『密輸業者たち』(リュック・ムレ/1968)


イーストウッドアンジェリーナ・ジョリーチェンジリング』がいよいよ明日から公開ということで予告編を見るにこれはちょっと軽い気持ちで触れては手痛い火傷を負ってしまうような恐ろしい緊張が走ってるというか、気が気でないです。
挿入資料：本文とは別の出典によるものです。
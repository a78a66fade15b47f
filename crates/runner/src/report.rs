//! Round trace rendering
//!
//! Renders each [`RoundReport`] as a block of text:
//!
//! ```text
//! --- Round 1 ---
//! Interaction 1 | Agent: random, Capital: $799.00, Units: 1, Action: buy, Success: true | Current Stock: 99 | Current Price: $201.00
//! ```
//!
//! The block is logged under the `abm::trace` target and/or written to a
//! trace file.

use abm::{RoundRecord, RoundReport, RoundReporter, SimError, SimResult};
use rust_decimal::{Decimal, RoundingStrategy};
use std::fs::File;
use std::io::{self, BufWriter, Write};
use std::path::Path;

/// Log target for the rendered trace
pub const TRACE_TARGET: &str = "abm::trace";

/// Round a money amount to cents, half away from zero
pub fn to_cents(amount: Decimal) -> Decimal {
    amount.round_dp_with_strategy(2, RoundingStrategy::MidpointAwayFromZero)
}

/// Render one interaction line
pub fn format_record(record: &RoundRecord) -> String {
    format!(
        "Interaction {} | Agent: {}, Capital: ${:.2}, Units: {}, Action: {}, Success: {} | Current Stock: {} | Current Price: ${:.2}",
        record.interaction,
        record.kind,
        to_cents(record.capital),
        record.inventory,
        record.action,
        record.success,
        record.stock,
        to_cents(record.price)
    )
}

/// Render a whole round, header first, one line per interaction
///
/// Rounds are numbered from 1 in the trace.
pub fn format_round(report: &RoundReport) -> String {
    let mut out = format!("--- Round {} ---\n", report.round + 1);
    for record in &report.records {
        out.push_str(&format_record(record));
        out.push('\n');
    }
    out
}

/// Writes the human-readable round trace
pub struct TraceReporter<W: Write = BufWriter<File>> {
    writer: Option<W>,
    verbose: bool,
}

impl TraceReporter<BufWriter<File>> {
    /// Log-only reporter
    pub fn new(verbose: bool) -> Self {
        Self {
            writer: None,
            verbose,
        }
    }

    /// Reporter writing to `path`, truncating any existing file
    pub fn to_file(path: impl AsRef<Path>, verbose: bool) -> io::Result<Self> {
        let file = File::create(path)?;
        Ok(Self {
            writer: Some(BufWriter::new(file)),
            verbose,
        })
    }
}

impl<W: Write> TraceReporter<W> {
    pub fn with_writer(writer: W, verbose: bool) -> Self {
        Self {
            writer: Some(writer),
            verbose,
        }
    }

    pub fn is_verbose(&self) -> bool {
        self.verbose
    }

    pub fn flush(&mut self) -> io::Result<()> {
        match self.writer.as_mut() {
            Some(writer) => writer.flush(),
            None => Ok(()),
        }
    }

    /// Take back the underlying writer, if any
    pub fn into_inner(self) -> Option<W> {
        self.writer
    }
}

impl<W: Write> RoundReporter for TraceReporter<W> {
    fn report(&mut self, report: &RoundReport) -> SimResult<()> {
        if !self.verbose && self.writer.is_none() {
            return Ok(());
        }

        let block = format_round(report);

        if self.verbose {
            log::info!(target: TRACE_TARGET, "{}", block.trim_end());
        }

        if let Some(writer) = self.writer.as_mut() {
            writer
                .write_all(block.as_bytes())
                .map_err(|e| SimError::Report(e.to_string()))?;
        }

        Ok(())
    }
}

#[cfg(test)]
mod tests {
    use super::*;
    use abm::{Action, AgentId, AgentKind};
    use rust_decimal_macros::dec;

    fn report() -> RoundReport {
        RoundReport {
            round: 4,
            records: vec![
                RoundRecord {
                    round: 4,
                    interaction: 1,
                    agent_id: AgentId(0),
                    kind: AgentKind::Random,
                    capital: dec!(799),
                    inventory: 1,
                    action: Action::Buy,
                    success: true,
                    stock: 99,
                    price: dec!(201.000),
                },
                RoundRecord {
                    round: 4,
                    interaction: 2,
                    agent_id: AgentId(1),
                    kind: AgentKind::Optimizing,
                    capital: dec!(1000),
                    inventory: 0,
                    action: Action::Sell,
                    success: false,
                    stock: 99,
                    price: dec!(201.000),
                },
            ],
        }
    }

    #[test]
    fn test_format_record() {
        let report = report();
        assert_eq!(
            format_record(&report.records[0]),
            "Interaction 1 | Agent: random, Capital: $799.00, Units: 1, Action: buy, Success: true | Current Stock: 99 | Current Price: $201.00"
        );
    }

    #[test]
    fn test_format_round() {
        let text = format_round(&report());
        let lines: Vec<_> = text.lines().collect();
        assert_eq!(lines.len(), 3);
        assert_eq!(lines[0], "--- Round 5 ---");
        assert!(lines[2].starts_with("Interaction 2 | Agent: optimizing,"));
        assert!(lines[2].contains("Action: sell, Success: false"));
    }

    #[test]
    fn test_prices_rounded_to_cents() {
        let mut report = report();
        report.records[0].capital = dec!(596.996);
        report.records[0].price = dec!(202.009);
        let line = format_record(&report.records[0]);
        assert!(line.contains("Capital: $597.00,"), "{line}");
        assert!(line.ends_with("Current Price: $202.01"), "{line}");

        report.records[0].capital = dec!(596.994975);
        report.records[0].price = dec!(202.00500);
        let line = format_record(&report.records[0]);
        assert!(line.contains("Capital: $596.99,"), "{line}");
        assert!(line.ends_with("Current Price: $202.01"), "{line}");
    }

    #[test]
    fn test_to_cents() {
        assert_eq!(to_cents(dec!(1.005)), dec!(1.01));
        assert_eq!(to_cents(dec!(1.004)), dec!(1.00));
        assert_eq!(to_cents(dec!(201.000)), dec!(201.00));
        assert_eq!(to_cents(dec!(12)), dec!(12));
    }

    #[test]
    fn test_writes_to_writer() {
        let mut reporter = TraceReporter::with_writer(Vec::new(), false);
        reporter.report(&report()).unwrap();
        reporter.report(&report()).unwrap();

        let bytes = reporter.into_inner().unwrap();
        let text = String::from_utf8(bytes).unwrap();
        assert_eq!(text.matches("--- Round 5 ---").count(), 2);
        assert_eq!(text.lines().count(), 6);
    }

    #[test]
    fn test_write_failure_is_report_error() {
        struct Broken;
        impl Write for Broken {
            fn write(&mut self, _buf: &[u8]) -> io::Result<usize> {
                Err(io::Error::other("disk full"))
            }
            fn flush(&mut self) -> io::Result<()> {
                Ok(())
            }
        }

        let mut reporter = TraceReporter::with_writer(Broken, false);
        assert!(matches!(
            reporter.report(&report()),
            Err(SimError::Report(_))
        ));
    }

    #[test]
    fn test_log_only_reporter_accepts_rounds() {
        let mut reporter = TraceReporter::new(false);
        assert!(!reporter.is_verbose());
        reporter.report(&report()).unwrap();
        reporter.flush().unwrap();
        assert!(reporter.into_inner().is_none());
    }
}
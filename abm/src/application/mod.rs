//! Application layer: Use cases and orchestration
//!
//! Contains:
//! - **agents**: Agents and their decision policies (random, trend follower, contrarian, optimizing)
//! - **simulation**: The market engine that runs agents round by round

pub mod agents;
pub mod simulation;
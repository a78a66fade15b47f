//! Configuration loading for the simulation driver
//!
//! Supports JSON configuration files for:
//! - Market parameters (initial price, rounds, stock, seed)
//! - The agent population and starting holdings
//! - Per-policy parameters
//! - Trace output

use crate::error::ConfigError;
use abm::{
    AgentKind, ContrarianConfig, Holdings, MarketConfig, OptimizingConfig, RandomPolicy,
    RandomWeights, TrendConfig,
};
use rust_decimal::Decimal;
use serde::{Deserialize, Serialize};
use std::path::{Path, PathBuf};

/// Root configuration for a simulation run
#[derive(Debug, Clone, PartialEq, Serialize, Deserialize)]
#[serde(default)]
pub struct SimulationConfig {
    /// Starting unit price
    pub initial_price: Decimal,
    /// Number of rounds to simulate
    pub rounds: i64,
    /// Units the market holds at the start
    pub stock: i64,
    /// Random seed (entropy when absent)
    pub seed: Option<u64>,
    /// Capital every agent starts with
    pub starting_capital: Decimal,
    /// Units every agent starts with
    pub starting_inventory: i64,
    /// How many agents of each kind
    pub population: PopulationConfig,
    /// Policy parameters shared by all agents of a kind
    pub policies: PolicyParams,
    /// Trace output
    pub report: ReportConfig,
}

impl Default for SimulationConfig {
    fn default() -> Self {
        Self {
            initial_price: Decimal::from(200),
            rounds: 1000,
            stock: 100_000,
            seed: None,
            starting_capital: Decimal::from(1000),
            starting_inventory: 0,
            population: PopulationConfig::default(),
            policies: PolicyParams::default(),
            report: ReportConfig::default(),
        }
    }
}

impl SimulationConfig {
    /// Load configuration from a JSON file
    pub fn from_file(path: impl AsRef<Path>) -> Result<Self, ConfigError> {
        let content = std::fs::read_to_string(path.as_ref()).map_err(|e| ConfigError::Io {
            path: path.as_ref().display().to_string(),
            source: e,
        })?;

        Self::from_json(&content)
    }

    /// Parse configuration from JSON string
    pub fn from_json(json: &str) -> Result<Self, ConfigError> {
        Ok(serde_json::from_str(json)?)
    }

    /// Market parameters for the engine
    pub fn market_config(&self) -> MarketConfig {
        MarketConfig {
            initial_price: self.initial_price,
            rounds: self.rounds,
            stock: self.stock,
            seed: self.seed,
        }
    }

    /// Check every value before anything is built
    pub fn validate(&self) -> Result<(), ConfigError> {
        if self.initial_price <= Decimal::ZERO {
            return Err(abm::SimError::InvalidPrice(self.initial_price).into());
        }
        if self.rounds < 0 {
            return Err(abm::SimError::InvalidRoundCount(self.rounds).into());
        }
        if self.stock < 0 {
            return Err(abm::SimError::InvalidStock(self.stock).into());
        }
        Holdings::new(self.starting_capital, self.starting_inventory)?;
        self.policies.validate()?;
        Ok(())
    }
}

/// Number of agents per kind
#[derive(Debug, Clone, PartialEq, Eq, Serialize, Deserialize)]
#[serde(default)]
pub struct PopulationConfig {
    pub random: usize,
    pub trend_follower: usize,
    pub contrarian: usize,
    #[serde(alias = "custom")]
    pub optimizing: usize,
}

impl Default for PopulationConfig {
    fn default() -> Self {
        Self {
            random: 51,
            trend_follower: 24,
            contrarian: 24,
            optimizing: 1,
        }
    }
}

impl PopulationConfig {
    pub fn count(&self, kind: AgentKind) -> usize {
        match kind {
            AgentKind::Random => self.random,
            AgentKind::TrendFollower => self.trend_follower,
            AgentKind::Contrarian => self.contrarian,
            AgentKind::Optimizing => self.optimizing,
        }
    }

    pub fn set(&mut self, kind: AgentKind, count: usize) {
        match kind {
            AgentKind::Random => self.random = count,
            AgentKind::TrendFollower => self.trend_follower = count,
            AgentKind::Contrarian => self.contrarian = count,
            AgentKind::Optimizing => self.optimizing = count,
        }
    }

    pub fn total(&self) -> usize {
        AgentKind::ALL.iter().map(|k| self.count(*k)).sum()
    }

    /// Apply `kind=count` pairs separated by commas, e.g. `random=10,custom=2`
    pub fn apply_overrides(&mut self, overrides: &str) -> Result<(), ConfigError> {
        for pair in overrides.split(',').map(str::trim).filter(|p| !p.is_empty()) {
            let (kind, count) = pair.split_once('=').ok_or_else(|| {
                ConfigError::Argument(format!("expected kind=count, got '{pair}'"))
            })?;
            let kind: AgentKind = kind.parse()?;
            let count: usize = count.trim().parse().map_err(|_| {
                ConfigError::Argument(format!("invalid agent count '{}'", count.trim()))
            })?;
            self.set(kind, count);
        }
        Ok(())
    }
}

/// Parameters for each policy kind
#[derive(Debug, Clone, Default, PartialEq, Serialize, Deserialize)]
#[serde(default)]
pub struct PolicyParams {
    pub random: RandomWeights,
    pub trend_follower: TrendConfig,
    pub contrarian: ContrarianConfig,
    #[serde(alias = "custom")]
    pub optimizing: OptimizingConfig,
}

impl PolicyParams {
    pub fn validate(&self) -> Result<(), ConfigError> {
        RandomPolicy::new(self.random.clone())?;
        self.trend_follower.validate()?;
        self.contrarian.validate()?;
        self.optimizing.validate()?;
        Ok(())
    }
}

/// Where the round trace goes
#[derive(Debug, Clone, PartialEq, Eq, Serialize, Deserialize)]
#[serde(default)]
pub struct ReportConfig {
    /// Log every round through the `abm::trace` target
    pub verbose: bool,
    /// Also write the trace to this file (truncated first)
    pub trace_file: Option<PathBuf>,
}

impl Default for ReportConfig {
    fn default() -> Self {
        Self {
            verbose: true,
            trace_file: None,
        }
    }
}
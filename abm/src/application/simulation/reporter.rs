//! Reporting port
//!
//! The engine hands each finished round to a [`RoundReporter`] before the
//! next round starts. Rendering and persistence live outside the core.

use super::RoundReport;
use crate::domain::SimResult;

pub trait RoundReporter {
    /// Accept one round's records, in interaction order
    fn report(&mut self, report: &RoundReport) -> SimResult<()>;
}

/// Discards every report
#[derive(Debug, Clone, Copy, Default)]
pub struct NullReporter;

impl RoundReporter for NullReporter {
    fn report(&mut self, _report: &RoundReport) -> SimResult<()> {
        Ok(())
    }
}

/// Collects reports in memory
impl RoundReporter for Vec<RoundReport> {
    fn report(&mut self, report: &RoundReport) -> SimResult<()> {
        self.push(report.clone());
        Ok(())
    }
}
引き続き輸入DVDでリュック・ムレ。原題を『Les Contrebandières』。かのジャン=マリー・ストローブに「ゴダールが撮らなかった最高の映画」と云わしめた、これまた極めて独創的な作品。これまた女子2人組の物語。『ブリジットとブリジット』のラストシーンが挿入されるわで、前作との繋がりが一応あるのだけど(妹ブリジットのその後の物語)これは全く趣きの違う映画ですね。登山の映画。舞台はフランス〜スペイン間を跨ぐピレネー山脈。傾斜のキツイ山の岩肌を密輸業者である女子2人が時に足元をとられながらひたすらに登っていく。道中、人がギリギリ通れるぐらいの岩肌、小道で、国境警備団と組合の挟み撃ちに合うシーンが超ロングショットで撮られていて、この同一ショットがコミカルに何度も繰り返される。冒頭近く、ブリジットが投げ捨てた家財道具(衣服さえ投げ捨てる)の諸々が川を下って海まで流れ着く(流されるカセットレコーダーから音楽が流れる!)という一連の繋ぎがあるのだけど、それもやがて逆再生でまた上流へ戻っていくという、モノとヒトの流れ方の違いが興味深い。


ようやく険しい山を越えたフランチェスカとブリジットは各自ボートで川を下っていく。河岸を並走する仲間の男、このシーンがまた美しい。ボート漕ぎの女子2人を捉えるカメラも並走する。面白いのは彼女たちの動きがまるで制御されてないというか、そのようしか見えないところ。このシーンに限らず山肌での撮影や大胆に挿入される空撮などちょっとハラハラするような撮影が多くて、そこが生々しい一回性のドキュメントを生んでいる。あとロングショットの大胆な使い方は『そして人生は続く』や『オリーブの林をぬけて』(キアロスタミ)のラストショットなんかを思い出した。もうひとつ、岩から岩へ飛び移りながら踊るように下っていく男性のロングショットを見ながら、『ダージリン急行』(ウェス・アンダーソン)の3人が砂埃を上げながら全力ダッシュで斜面を下るショット思い出した。あのシーン、よいですよね。


個人的には何やらの銃撃戦(空爆音が混じる)を前に手鏡をチェックしながら身だしなみに余念のないフランチェスカの所作が好きですね。彼女は香水を振り撒く、後から追ってきた男性が岩肌の香りを確かめながら「シャネルの5番、フランチェスカの香水だ」と分かるシーンが素敵だ。